Note: You can create a pretty presentation by serving the dessert in martini glasses. Garnish simply with the whipped cream, coconut, and a scattering of ripe fresh berries such as raspberries or sliced strawberries, or let your imagination go wild and layer the pudding with whipped cream, raspberry jam, fresh berries, orange segments, and caramelized bananas, and then top with mint leaves and a mango fan.

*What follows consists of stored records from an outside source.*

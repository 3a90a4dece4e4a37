//! `define_port_error!` generates port error enums with snake_case
//! constructors, so adapters can write `BlobStoreError::io("...")`.

macro_rules! define_port_error {
    (@ctor $variant:ident) => {
        ::paste::paste! {
            pub fn [<$variant:snake>]() -> Self {
                Self::$variant
            }
        }
    };

    (@ctor $variant:ident { $($field:ident : $ty:ty),* $(,)? }) => {
        define_port_error!(@ctor_impl $variant () () $( $field : $ty, )*);
    };

    (@ctor_impl $variant:ident ($($params:tt)*) ($($inits:tt)*) ) => {
        ::paste::paste! {
            pub fn [<$variant:snake>]($($params)*) -> Self {
                Self::$variant { $($inits)* }
            }
        }
    };

    (@ctor_impl $variant:ident ($($params:tt)*) ($($inits:tt)*) $field:ident : $ty:ty, $($rest:tt)*) => {
        define_port_error!(
            @ctor_impl
            $variant
            ($($params)* $field: impl Into<$ty>,)
            ($($inits)* $field: $field.into(),)
            $($rest)*
        );
    };
    (
        $(#[$outer:meta])*
        pub enum $name:ident {
            $(
                $(#[$variant_meta:meta])*
                $variant:ident $( { $($field:ident : $ty:ty),* $(,)? } )? => $message:expr
            ),* $(,)?
        }
    ) => {
        $(#[$outer])*
        #[derive(Debug, Clone, PartialEq, Eq, thiserror::Error)]
        pub enum $name {
            $(
                $(#[$variant_meta])*
                #[error($message)]
                $variant $( { $($field : $ty),* } )?,
            )*
        }

        impl $name {
            $(
                define_port_error!(@ctor $variant $( { $($field : $ty),* } )?);
            )*
        }
    };
}

pub(crate) use define_port_error;
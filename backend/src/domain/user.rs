//! User identity model.
//!
//! A [`User`] is created or refreshed on every successful external login and
//! is never deleted here. Sessions carry a signed copy of the same claim, so
//! this type doubles as the session assertion payload.

use std::fmt;

use serde::{Deserialize, Serialize};
use utoipa::ToSchema;

/// Maximum accepted length of a provider subject identifier.
pub const USER_ID_MAX: usize = 255;

/// Validation errors returned by user constructors.
#[derive(Debug, Clone, PartialEq, Eq, thiserror::Error)]
pub enum UserValidationError {
    /// The identifier was empty or whitespace.
    #[error("user id must not be empty")]
    EmptyId,
    /// The identifier exceeded [`USER_ID_MAX`] characters.
    #[error("user id must be at most {max} characters")]
    IdTooLong { max: usize },
    /// The provider name was empty.
    #[error("identity provider must not be empty")]
    EmptyProvider,
}

/// Stable external identity, typically the provider's subject claim.
#[derive(Debug, Clone, PartialEq, Eq, Hash, Serialize, Deserialize)]
#[serde(try_from = "String", into = "String")]
pub struct UserId(String);

impl UserId {
    /// Validate and construct a [`UserId`].
    pub fn new(id: impl Into<String>) -> Result<Self, UserValidationError> {
        let id = id.into();
        if id.trim().is_empty() {
            return Err(UserValidationError::EmptyId);
        }
        if id.chars().count() > USER_ID_MAX {
            return Err(UserValidationError::IdTooLong { max: USER_ID_MAX });
        }
        Ok(Self(id))
    }
}

impl AsRef<str> for UserId {
    fn as_ref(&self) -> &str {
        self.0.as_str()
    }
}

impl fmt::Display for UserId {
    fn fmt(&self, f: &mut fmt::Formatter<'_>) -> fmt::Result {
        f.write_str(self.as_ref())
    }
}

impl From<UserId> for String {
    fn from(value: UserId) -> Self {
        value.0
    }
}

impl TryFrom<String> for UserId {
    type Error = UserValidationError;

    fn try_from(value: String) -> Result<Self, Self::Error> {
        Self::new(value)
    }
}

/// Authenticated user identity.
///
/// ## Invariants
/// - `id` is non-empty and at most [`USER_ID_MAX`] characters.
/// - `provider` is non-empty.
///
/// # Examples
/// ```
/// use renderboard::domain::{User, UserId};
///
/// let user = User::try_new(UserId::new("1234").unwrap(), "google")
///     .unwrap()
///     .with_name(Some("Ada".to_owned()));
/// assert_eq!(user.provider(), "google");
/// ```
#[derive(Debug, Clone, PartialEq, Eq, Serialize, Deserialize, ToSchema)]
#[serde(rename_all = "camelCase")]
pub struct User {
    #[schema(value_type = String, example = "109876543210987654321")]
    id: UserId,
    #[schema(example = "google")]
    provider: String,
    #[serde(default, skip_serializing_if = "Option::is_none")]
    email: Option<String>,
    #[serde(default, skip_serializing_if = "Option::is_none")]
    name: Option<String>,
    #[serde(default, skip_serializing_if = "Option::is_none")]
    picture: Option<String>,
}

impl User {
    /// Build a user with only the mandatory identity fields.
    pub fn try_new(id: UserId, provider: impl Into<String>) -> Result<Self, UserValidationError> {
        let provider = provider.into();
        if provider.trim().is_empty() {
            return Err(UserValidationError::EmptyProvider);
        }
        Ok(Self {
            id,
            provider,
            email: None,
            name: None,
            picture: None,
        })
    }

    /// Attach an email address.
    #[must_use]
    pub fn with_email(mut self, email: Option<String>) -> Self {
        self.email = email;
        self
    }

    /// Attach a display name.
    #[must_use]
    pub fn with_name(mut self, name: Option<String>) -> Self {
        self.name = name;
        self
    }

    /// Attach an avatar URL.
    #[must_use]
    pub fn with_picture(mut self, picture: Option<String>) -> Self {
        self.picture = picture;
        self
    }

    /// Stable user identifier.
    pub fn id(&self) -> &UserId {
        &self.id
    }

    /// Identity provider that asserted this user.
    pub fn provider(&self) -> &str {
        self.provider.as_str()
    }

    /// Email address, if the provider shared one.
    pub fn email(&self) -> Option<&str> {
        self.email.as_deref()
    }

    /// Display name, if the provider shared one.
    pub fn name(&self) -> Option<&str> {
        self.name.as_deref()
    }

    /// Avatar URL, if the provider shared one.
    pub fn picture(&self) -> Option<&str> {
        self.picture.as_deref()
    }
}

This amount of hot paprika will give you just a little heat in the back of your throat. If you want more heat than that, double the amount.

Ingredients

  • 1/4 Cup sweetened or unsweetened coconut flakes
  • 1 Cup heavy cream
  • 1 Tablespoon plus 1/2 cup sugar
  • 8 Cups water
  • Sea salt, to taste
  • 5 Tablespoons quinoa, well rinsed
  • 1 Cup whole milk
  • 1 Cup coconut milk
  • 6 Tablespoons Dutch-process cocoa powder
  • 1 Teaspoon cinnamon
  • 1/4 Teaspoon Spanish hot paprika
  • 1 Tablespoon unflavored gelatin
  • 1/4 Cup cold water
  • 2 Ounces 60-percent or greater bittersweet chocolate, chopped coarsely
  • Sweetened whipped cream, for serving
  • 1/2 pint fresh raspberries or strawberries, sliced thinly (optional)

Directions

Preheat the oven to 350 degrees.

Spread the coconut on a baking sheet and toast it in the oven, stirring occasionally until light gold, about 10 minutes. (Coconut can burn easily, so be sure to watch carefully as the flakes begin to brown.) Pour the coconut into a bowl and set aside until needed. You can toast the coconut several days ahead and store it in a clean glass jar.

Using an electric mixer, whip the cream with 1 tablespoon of the sugar in a cold mixing bowl until it holds firm peaks. Refrigerate the whipped cream until needed.

Bring the water to a boil in a large, heavy saucepan over high heat. Add a pinch of salt and whisk in the quinoa. Simmer vigorously, uncovered, for 10 minutes. Drain the quinoa and then return it to the saucepan.

Add the milk, coconut milk, ½ teaspoon salt, and the remaining sugar. Bring the mixture to a simmer over medium-high heat. Reduce the heat to low, cover, and cook very slowly until the quinoa is very tender, about 20 minutes. Stir occasionally to make sure the quinoa does not stick to the bottom of the pan. Remove the pan from the heat and whisk in the cocoa powder, cinnamon, and paprika.

In a small saucepan, soften the gelatin in the cold water for several minutes. Melt the gelatin by placing the pan over low heat. Stir with a rubber spatula until melted. Meanwhile, in a small microwave-safe bowl, melt the bittersweet chocolate on low power. Prepare an ice-water bath in a large bowl and set it in the sink.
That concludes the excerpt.